To analyze microglia phagocytosis, five to seven z-stack images of thioflavin S labelled amyloid plaques located in different hippocampi were acquired per animal (objective magnification 63×, zoom 0.8, n = 8–9/group) and used for 3D modelling with Imaris software as previously described [50, 51]. To calculate the ratio of amyloid beta (Abeta) internalization by microglia, the volume of thioflavin S staining colocalized within CD68+ phagolysosomes was normalized to the number of plaque-associated Iba1+ microglia cells and plaque volume. Plaque-associated microglia were manually classified as cells with processes closely associated with amyloid plaques. Only microglia cells with a cell nucleus and visible soma were included in the analysis, and microglia processes without a visible connection to a soma were excluded.
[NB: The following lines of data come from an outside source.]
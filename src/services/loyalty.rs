use bigdecimal::{BigDecimal, ToPrimitive};
use sqlx::PgPool;

/// Order value, in VND, that earns one loyalty point.
pub const VND_PER_POINT: i64 = 10_000;

const SILVER_THRESHOLD: i64 = 500;
const GOLD_THRESHOLD: i64 = 2_000;

#[derive(Debug, Clone, Copy, PartialEq, Eq)]
pub enum LoyaltyTier {
    Bronze,
    Silver,
    Gold,
}

impl LoyaltyTier {
    pub fn for_points(points: i64) -> Self {
        if points >= GOLD_THRESHOLD {
            LoyaltyTier::Gold
        } else if points >= SILVER_THRESHOLD {
            LoyaltyTier::Silver
        } else {
            LoyaltyTier::Bronze
        }
    }

    pub fn as_str(&self) -> &'static str {
        match self {
            LoyaltyTier::Bronze => "bronze",
            LoyaltyTier::Silver => "silver",
            LoyaltyTier::Gold => "gold",
        }
    }
}

/// Whole points earned by an order total; partial blocks are dropped.
pub fn points_for_total(total: &BigDecimal) -> i64 {
    if total <= &BigDecimal::from(0) {
        return 0;
    }
    (total / BigDecimal::from(VND_PER_POINT))
        .with_scale(0)
        .to_i64()
        .unwrap_or(0)
}

/// Credits points to a user and returns the new balance.
pub async fn award_points(pool: &PgPool, user_id: i64, points: i64) -> Result<i64, sqlx::Error> {
    sqlx::query_scalar::<_, i64>(
        "UPDATE users SET loyalty_points = loyalty_points + $1, updated_at = NOW()
         WHERE id = $2 RETURNING loyalty_points",
    )
    .bind(points)
    .bind(user_id)
    .fetch_one(pool)
    .await
}

#[cfg(test)]
mod tests {
    use super::*;
    use std::str::FromStr;

    #[test]
    fn points_drop_partial_blocks() {
        assert_eq!(points_for_total(&BigDecimal::from(9_999)), 0);
        assert_eq!(points_for_total(&BigDecimal::from(10_000)), 1);
        assert_eq!(points_for_total(&BigDecimal::from(355_000)), 35);
        assert_eq!(points_for_total(&BigDecimal::from_str("29999.99").unwrap()), 2);
    }

    #[test]
    fn non_positive_totals_earn_nothing() {
        assert_eq!(points_for_total(&BigDecimal::from(0)), 0);
        assert_eq!(points_for_total(&BigDecimal::from(-50_000)), 0);
    }

    #[test]
    fn tiers_follow_thresholds() {
        assert_eq!(LoyaltyTier::for_points(0), LoyaltyTier::Bronze);
        assert_eq!(LoyaltyTier::for_points(499), LoyaltyTier::Bronze);
        assert_eq!(LoyaltyTier::for_points(500), LoyaltyTier::Silver);
        assert_eq!(LoyaltyTier::for_points(2_000), LoyaltyTier::Gold);
    }
}
use sqlx::types::BigDecimal;
use std::fmt;

pub const EMAIL_MAX_LEN: usize = 254;
pub const NAME_MAX_LEN: usize = 120;
pub const ADDRESS_MAX_LEN: usize = 500;
pub const NOTE_MAX_LEN: usize = 1000;
pub const PASSWORD_MIN_LEN: usize = 8;
pub const PASSWORD_MAX_LEN: usize = 128;
pub const PHONE_MIN_DIGITS: usize = 9;
pub const PHONE_MAX_DIGITS: usize = 11;
pub const MAX_CART_QUANTITY: i32 = 100;

#[derive(Debug, Clone, PartialEq, Eq)]
pub struct ValidationError {
    pub field: &'static str,
    pub message: String,
}

impl ValidationError {
    pub fn new(field: &'static str, message: impl Into<String>) -> Self {
        Self {
            field,
            message: message.into(),
        }
    }
}

impl fmt::Display for ValidationError {
    fn fmt(&self, f: &mut fmt::Formatter<'_>) -> fmt::Result {
        write!(f, "{}: {}", self.field, self.message)
    }
}

impl std::error::Error for ValidationError {}

pub type ValidationResult = Result<(), ValidationError>;

pub fn sanitize_string(value: &str) -> String {
    value
        .chars()
        .filter(|ch| ch.is_whitespace() || !ch.is_control())
        .collect::<String>()
        .split_whitespace()
        .collect::<Vec<_>>()
        .join(" ")
}

pub fn validate_required(field: &'static str, value: &str) -> ValidationResult {
    if value.trim().is_empty() {
        return Err(ValidationError::new(field, "must not be empty"));
    }

    Ok(())
}

pub fn validate_max_len(field: &'static str, value: &str, max_len: usize) -> ValidationResult {
    if value.chars().count() > max_len {
        return Err(ValidationError::new(
            field,
            format!("must be at most {} characters", max_len),
        ));
    }

    Ok(())
}

pub fn validate_enum(field: &'static str, value: &str, allowed: &[&str]) -> ValidationResult {
    if allowed.iter().all(|candidate| value != *candidate) {
        return Err(ValidationError::new(
            field,
            format!("must be one of: {}", allowed.join(", ")),
        ));
    }

    Ok(())
}

/// Trims and lowercases, then checks the basic `local@domain.tld` shape.
pub fn normalize_email(email: &str) -> Result<String, ValidationError> {
    let email = email.trim().to_lowercase();
    validate_required("email", &email)?;
    validate_max_len("email", &email, EMAIL_MAX_LEN)?;

    let Some((local, domain)) = email.split_once('@') else {
        return Err(ValidationError::new("email", "must be a valid email address"));
    };

    let domain_ok = domain.contains('.')
        && !domain.starts_with('.')
        && !domain.ends_with('.')
        && !domain.contains("..");
    if local.is_empty() || !domain_ok || email.chars().any(char::is_whitespace) {
        return Err(ValidationError::new("email", "must be a valid email address"));
    }

    Ok(email)
}

pub fn validate_password(password: &str) -> ValidationResult {
    if password.len() < PASSWORD_MIN_LEN {
        return Err(ValidationError::new(
            "password",
            format!("must be at least {} characters", PASSWORD_MIN_LEN),
        ));
    }
    validate_max_len("password", password, PASSWORD_MAX_LEN)?;

    let has_letter = password.chars().any(|ch| ch.is_alphabetic());
    let has_digit = password.chars().any(|ch| ch.is_ascii_digit());
    if !has_letter || !has_digit {
        return Err(ValidationError::new(
            "password",
            "must contain at least one letter and one digit",
        ));
    }

    Ok(())
}

/// Vietnamese phone numbers: optional leading `+84`, otherwise a leading 0,
/// 9 to 11 digits in total. Spaces, dots and dashes are ignored.
pub fn normalize_phone(phone: &str) -> Result<String, ValidationError> {
    let compact: String = phone
        .chars()
        .filter(|ch| !matches!(ch, ' ' | '.' | '-'))
        .collect();
    validate_required("phone", &compact)?;

    let national = match compact.strip_prefix("+84") {
        Some(rest) => format!("0{}", rest),
        None => compact,
    };

    let digits_ok = national.chars().all(|ch| ch.is_ascii_digit());
    let len_ok = (PHONE_MIN_DIGITS..=PHONE_MAX_DIGITS).contains(&national.len());
    if !digits_ok || !len_ok || !national.starts_with('0') {
        return Err(ValidationError::new("phone", "must be a valid phone number"));
    }

    Ok(national)
}

pub fn validate_text(field: &'static str, value: &str, max_len: usize) -> Result<String, ValidationError> {
    let value = sanitize_string(value);
    validate_required(field, &value)?;
    validate_max_len(field, &value, max_len)?;
    Ok(value)
}

pub fn validate_non_negative_amount(field: &'static str, amount: &BigDecimal) -> ValidationResult {
    if amount < &BigDecimal::from(0) {
        return Err(ValidationError::new(field, "must not be negative"));
    }

    Ok(())
}

pub fn validate_positive_amount(field: &'static str, amount: &BigDecimal) -> ValidationResult {
    if amount <= &BigDecimal::from(0) {
        return Err(ValidationError::new(field, "must be greater than zero"));
    }

    Ok(())
}

pub fn validate_quantity(quantity: i32) -> ValidationResult {
    if quantity <= 0 {
        return Err(ValidationError::new("quantity", "must be greater than zero"));
    }
    if quantity > MAX_CART_QUANTITY {
        return Err(ValidationError::new(
            "quantity",
            format!("must be at most {}", MAX_CART_QUANTITY),
        ));
    }

    Ok(())
}

pub fn validate_rating(rating: i16) -> ValidationResult {
    if !(1..=5).contains(&rating) {
        return Err(ValidationError::new("rating", "must be between 1 and 5"));
    }

    Ok(())
}

/// Lowercase ASCII slug built from a product name. Vietnamese diacritics are
/// folded to their base letter.
pub fn slugify(value: &str) -> String {
    let mut slug = String::with_capacity(value.len());
    let mut last_dash = true;
    for ch in value.chars().flat_map(char::to_lowercase) {
        let folded = fold_vietnamese(ch);
        if folded.is_ascii_alphanumeric() {
            slug.push(folded);
            last_dash = false;
        } else if !last_dash {
            slug.push('-');
            last_dash = true;
        }
    }
    slug.trim_end_matches('-').to_string()
}

fn fold_vietnamese(ch: char) -> char {
    match ch {
        'à' | 'á' | 'ả' | 'ã' | 'ạ' | 'ă' | 'ằ' | 'ắ' | 'ẳ' | 'ẵ' | 'ặ' | 'â' | 'ầ' | 'ấ' | 'ẩ'
        | 'ẫ' | 'ậ' => 'a',
        'è' | 'é' | 'ẻ' | 'ẽ' | 'ẹ' | 'ê' | 'ề' | 'ế' | 'ể' | 'ễ' | 'ệ' => 'e',
        'ì' | 'í' | 'ỉ' | 'ĩ' | 'ị' => 'i',
        'ò' | 'ó' | 'ỏ' | 'õ' | 'ọ' | 'ô' | 'ồ' | 'ố' | 'ổ' | 'ỗ' | 'ộ' | 'ơ' | 'ờ' | 'ớ' | 'ở'
        | 'ỡ' | 'ợ' => 'o',
        'ù' | 'ú' | 'ủ' | 'ũ' | 'ụ' | 'ư' | 'ừ' | 'ứ' | 'ử' | 'ữ' | 'ự' => 'u',
        'ỳ' | 'ý' | 'ỷ' | 'ỹ' | 'ỵ' => 'y',
        'đ' => 'd',
        other => other,
    }
}

#[cfg(test)]
mod tests {
    use super::*;
    use std::str::FromStr;

    #[test]
    fn validates_required_field() {
        assert!(validate_required("field", "value").is_ok());
        assert!(validate_required("field", "   ").is_err());
    }

    #[test]
    fn validates_max_len() {
        assert!(validate_max_len("field", "abc", 3).is_ok());
        assert!(validate_max_len("field", "abcd", 3).is_err());
    }

    #[test]
    fn validates_enum_values() {
        assert!(validate_enum("method", "COD", &["COD", "VNPAY"]).is_ok());
        assert!(validate_enum("method", "PAYPAL", &["COD", "VNPAY"]).is_err());
    }

    #[test]
    fn sanitizes_string() {
        assert_eq!(sanitize_string("  hello\tworld  "), "hello world");
        assert_eq!(sanitize_string(" \n "), "");
        assert_eq!(sanitize_string("ab\u{0000}cd\u{0007}"), "abcd");
        assert_eq!(sanitize_string("Nguyen\nVan A"), "Nguyen Van A");
        assert_eq!(sanitize_string("12 Hang Bong,\r\nHoan Kiem"), "12 Hang Bong, Hoan Kiem");
    }

    #[test]
    fn normalizes_email() {
        assert_eq!(normalize_email("  Buyer@Example.COM ").unwrap(), "buyer@example.com");
        assert!(normalize_email("no-at-sign").is_err());
        assert!(normalize_email("a@nodot").is_err());
        assert!(normalize_email("@example.com").is_err());
        assert!(normalize_email("a@example..com").is_err());
    }

    #[test]
    fn validates_password_strength() {
        assert!(validate_password("abc12345").is_ok());
        assert!(validate_password("short1").is_err());
        assert!(validate_password("lettersonly").is_err());
        assert!(validate_password("1234567890").is_err());
    }

    #[test]
    fn normalizes_phone_numbers() {
        assert_eq!(normalize_phone("0912 345 678").unwrap(), "0912345678");
        assert_eq!(normalize_phone("+84912345678").unwrap(), "0912345678");
        assert!(normalize_phone("12345").is_err());
        assert!(normalize_phone("0912abc678").is_err());
    }

    #[test]
    fn validates_amounts() {
        let positive = BigDecimal::from_str("1.23").expect("valid decimal");
        let zero = BigDecimal::from(0);
        let negative = BigDecimal::from(-1);

        assert!(validate_positive_amount("price", &positive).is_ok());
        assert!(validate_positive_amount("price", &zero).is_err());
        assert!(validate_non_negative_amount("price", &zero).is_ok());
        assert!(validate_non_negative_amount("price", &negative).is_err());
    }

    #[test]
    fn validates_quantity_and_rating() {
        assert!(validate_quantity(1).is_ok());
        assert!(validate_quantity(0).is_err());
        assert!(validate_quantity(MAX_CART_QUANTITY + 1).is_err());
        assert!(validate_rating(5).is_ok());
        assert!(validate_rating(0).is_err());
        assert!(validate_rating(6).is_err());
    }

    #[test]
    fn slugifies_vietnamese_names() {
        assert_eq!(slugify("Thịt Bò Úc - Thăn Ngoại"), "thit-bo-uc-than-ngoai");
        assert_eq!(slugify("  Sườn heo  "), "suon-heo");
        assert_eq!(slugify("Đùi gà!!"), "dui-ga");
    }
}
To investigate the association between astrocytes and amyloid plaques and astrocyte morphology, four confocal z-stacks images of different hippocampi were acquired per animal (objective 63×, zoom 0.6, n = 8–9/group). Astrocyte coverage of amyloid plaques was analyzed using Imaris colocalization function. Morphological characterization of plaque-associated astrocytes (i.e., cells with processes closely associated with amyloid plaques) was performed using Imaris filament tracer function, using the “Autopath (no loops)” algorithm. Cell models (10 cells/animal) were created automatically but false positive branches and connections were eliminated manually. The corrected models were used to calculate the total filament length and branching terminal points.

Statistics

Statistical analysis was performed using Grap Prism (Version 9.3.0). Data were tested for normality using the Shapiro-Wilk normality test. To compare values between two groups, unpaired Student’s t-test was used for normally distributed data and Mann-Whitney test for non-normally distributed data. For multiple comparisons between groups, one-way or two-way ANOVA with Tukey’s or Holm-Šídák’s multiple comparison tests were used as specified in the figure legends. Data are depicted as mean ± standard error of the mean (SEM) or mean ± standard deviation (SD) as specified in the figure and table legends.

Abbreviations

Abeta: amyloid beta; AD: Alzheimer’s disease; APP: amyloid precursor protein; APP-PS1: APP Swedish PS1dE9 mice; CAA: cerebral amyloid angiopathy; IgG: immunoglobulins; GP: glycoprotein; MO: somatomotor cortex; PS1: presenilin 1; SS: somatosensory cortex; αCD42b: anti-CD42b antibody.

Author Contributions

DMBS, KMK, BA, MSU and LA designed the study. DMBS, AB and HM performed the experiments and collected the data. DMBS analyzed and interpreted the results. DMBS, BA, MSU, KS, LA and KMK drafted the manuscript. All authors read and approved the final manuscript.

Acknowledgments

The authors thank the microscopy core facility of SCI-TReCS (Spinal Cord Injury and Tissue Regeneration Center Salzburg).

Conflicts of Interest

The authors declare no conflicts of interest related to this study.

Ethical Statement

All animal experiments were approved by the Austrian Ministry of Science and Research (animal breeding, handling, genotyping: BMWFW-66.019/0011-WF/V/3b/ 2016; platelet depletion experiments: 2020-0.078.469) and conducted in compliance with national ethical guidelines.

Funding

This work was supported by the PMU Rise Project (PMU-FFF) R-14/04/097-KNI and PMU postgraduate Students Support Program DISCITE! (D-19/01/008-BES). Funding bodies did not influence study design, data collection, analysis and interpretation, or manuscript writing.